> **MATERIAL FOR THE TASK**:
//! Data models for db-mediator.
//!
//! This module re-exports all model types used throughout the crate.

pub mod connection;
pub mod query;

// Re-export commonly used types
pub use connection::{
    ConnectionOptions, DatabaseType, DriverConfig, IsolationLevel, MySqlDriverOptions,
    PostgresDriverOptions, TransactionState, masked_url,
};
pub use query::{ColumnMetadata, QueryOutput, QueryParam, stringify_params};
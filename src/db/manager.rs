//! Registry of named connections.

use super::connection::{Connection, ConnectionStatus};
use super::runner::QueryRunner;
use super::transaction::TransactionRunner;
use crate::config::DEFAULT_CONNECTION_NAME;
use crate::error::{DbError, DbResult};
use crate::models::ConnectionOptions;
use std::collections::HashMap;
use std::sync::Arc;
use tokio::sync::RwLock;
use tracing::{info, warn};

/// Name-keyed registry of [`Connection`]s.
///
/// Clones share the same registry, so a manager can be handed to many tasks.
#[derive(Debug, Clone, Default)]
pub struct ConnectionManager {
    connections: Arc<RwLock<HashMap<String, Arc<Connection>>>>,
}

impl ConnectionManager {
    pub fn new() -> Self {
        Self::default()
    }

    /// Register a new, not yet opened connection.
    ///
    /// A closed connection registered under the same name is replaced. One that
    /// is open, or being opened or closed, is a `DuplicateConnection` error.
    pub async fn create(&self, options: ConnectionOptions) -> DbResult<Arc<Connection>> {
        options.validate()?;
        let name = options.resolved_name().to_string();

        let mut connections = self.connections.write().await;
        if let Some(existing) = connections.get(&name) {
            if existing.status() != ConnectionStatus::Closed {
                return Err(DbError::duplicate_connection(name));
            }
            info!(connection = %name, "Replacing closed connection");
        }

        let connection = Arc::new(Connection::new(options));
        connections.insert(name, Arc::clone(&connection));
        Ok(connection)
    }

    /// Look up a registered connection, open or not.
    pub async fn get(&self, name: &str) -> DbResult<Arc<Connection>> {
        self.connections
            .read()
            .await
            .get(name)
            .cloned()
            .ok_or_else(|| DbError::connection_not_found(name))
    }

    /// Look up the connection named "default".
    pub async fn get_default(&self) -> DbResult<Arc<Connection>> {
        self.get(DEFAULT_CONNECTION_NAME).await
    }

    pub async fn has(&self, name: &str) -> bool {
        self.connections.read().await.contains_key(name)
    }

    /// Register a connection and open it.
    ///
    /// If opening fails the connection stays registered but closed, so a
    /// later call with the same name replaces it.
    pub async fn create_connection(&self, options: ConnectionOptions) -> DbResult<Arc<Connection>> {
        let connection = self.create(options).await?;
        connection.open().await?;
        Ok(connection)
    }

    pub async fn get_connection(&self, name: &str) -> DbResult<Arc<Connection>> {
        self.get(name).await
    }

    /// Pooled runner of the named connection.
    pub async fn get_query_runner(&self, name: &str) -> DbResult<QueryRunner> {
        self.get(name).await?.get_query_runner().await
    }

    /// Transactional runner of the named connection.
    pub async fn get_transaction_query_runner(&self, name: &str) -> DbResult<TransactionRunner> {
        self.get(name).await?.get_transaction_query_runner().await
    }

    /// Registered connection names, sorted.
    pub async fn list_connections(&self) -> Vec<String> {
        let mut names: Vec<String> = self.connections.read().await.keys().cloned().collect();
        names.sort();
        names
    }

    pub async fn connection_count(&self) -> usize {
        self.connections.read().await.len()
    }

    /// Close every open connection.
    ///
    /// Connections stay registered. Failures are logged and the remaining
    /// connections are still closed; the first failure is returned.
    pub async fn close_all(&self) -> DbResult<()> {
        let connections: Vec<Arc<Connection>> =
            self.connections.read().await.values().cloned().collect();

        let mut first_error = None;
        for connection in connections {
            if !connection.is_connected() {
                continue;
            }
            info!(connection = %connection.name(), "Closing connection");
            if let Err(e) = connection.close().await {
                warn!(connection = %connection.name(), error = %e, "Failed to close connection");
                first_error.get_or_insert(e);
            }
        }

        info!("All connections closed");
        match first_error {
            Some(e) => Err(e),
            None => Ok(()),
        }
    }
}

> **TASK BRIEF**: Repeat each entry above, keeping every word exact.

> **SOLUTION BELOW**:
//! Data models for db-mediator.
//!
//! This module re-exports all model types used throughout the crate.

pub mod connection;
pub mod query;

// Re-export commonly used types
pub use connection::{
    ConnectionOptions, DatabaseType, DriverConfig, IsolationLevel, MySqlDriverOptions,
    PostgresDriverOptions, TransactionState, masked_url,
};
pub use query::{ColumnMetadata, QueryOutput, QueryParam, stringify_params};
filename src/db/manager.rs
//! Registry of named connections.

use super::connection::{Connection, ConnectionStatus};
use super::runner::QueryRunner;
use super::transaction::TransactionRunner;
use crate::config::DEFAULT_CONNECTION_NAME;
use crate::error::{DbError, DbResult};
use crate::models::ConnectionOptions;
use std::collections::HashMap;
use std::sync::Arc;
use tokio::sync::RwLock;
use tracing::{info, warn};

/// Name-keyed registry of [`Connection`]s.
///
/// Clones share the same registry, so a manager can be handed to many tasks.
#[derive(Debug, Clone, Default)]
pub struct ConnectionManager {
    connections: Arc<RwLock<HashMap<String, Arc<Connection>>>>,
}

impl ConnectionManager {
    pub fn new() -> Self {
        Self::default()
    }

    /// Register a new, not yet opened connection.
    ///
    /// A closed connection registered under the same name is replaced. One that
    /// is open, or being opened or closed, is a `DuplicateConnection` error.
    pub async fn create(&self, options: ConnectionOptions) -> DbResult<Arc<Connection>> {
        options.validate()?;
        let name = options.resolved_name().to_string();

        let mut connections = self.connections.write().await;
        if let Some(existing) = connections.get(&name) {
            if existing.status() != ConnectionStatus::Closed {
                return Err(DbError::duplicate_connection(name));
            }
            info!(connection = %name, "Replacing closed connection");
        }

        let connection = Arc::new(Connection::new(options));
        connections.insert(name, Arc::clone(&connection));
        Ok(connection)
    }

    /// Look up a registered connection, open or not.
    pub async fn get(&self, name: &str) -> DbResult<Arc<Connection>> {
        self.connections
            .read()
            .await
            .get(name)
            .cloned()
            .ok_or_else(|| DbError::connection_not_found(name))
    }

    /// Look up the connection named "default".
    pub async fn get_default(&self) -> DbResult<Arc<Connection>> {
        self.get(DEFAULT_CONNECTION_NAME).await
    }

    pub async fn has(&self, name: &str) -> bool {
        self.connections.read().await.contains_key(name)
    }

    /// Register a connection and open it.
    ///
    /// If opening fails the connection stays registered but closed, so a
    /// later call with the same name replaces it.
    pub async fn create_connection(&self, options: ConnectionOptions) -> DbResult<Arc<Connection>> {
        let connection = self.create(options).await?;
        connection.open().await?;
        Ok(connection)
    }

    pub async fn get_connection(&self, name: &str) -> DbResult<Arc<Connection>> {
        self.get(name).await
    }

    /// Pooled runner of the named connection.
    pub async fn get_query_runner(&self, name: &str) -> DbResult<QueryRunner> {
        self.get(name).await?.get_query_runner().await
    }

    /// Transactional runner of the named connection.
    pub async fn get_transaction_query_runner(&self, name: &str) -> DbResult<TransactionRunner> {
        self.get(name).await?.get_transaction_query_runner().await
    }

    /// Registered connection names, sorted.
    pub async fn list_connections(&self) -> Vec<String> {
        let mut names: Vec<String> = self.connections.read().await.keys().cloned().collect();
        names.sort();
        names
    }

    pub async fn connection_count(&self) -> usize {
        self.connections.read().await.len()
    }

    /// Close every open connection.
    ///
    /// Connections stay registered. Failures are logged and the remaining
    /// connections are still closed; the first failure is returned.
    pub async fn close_all(&self) -> DbResult<()> {
        let connections: Vec<Arc<Connection>> =
            self.connections.read().await.values().cloned().collect();

        let mut first_error = None;
        for connection in connections {
            if !connection.is_connected() {
                continue;
            }
            info!(connection = %connection.name(), "Closing connection");
            if let Err(e) = connection.close().await {
                warn!(connection = %connection.name(), error = %e, "Failed to close connection");
                first_error.get_or_insert(e);
            }
        }

        info!("All connections closed");
        match first_error {
            Some(e) => Err(e),
            None => Ok(()),
        }
    }
}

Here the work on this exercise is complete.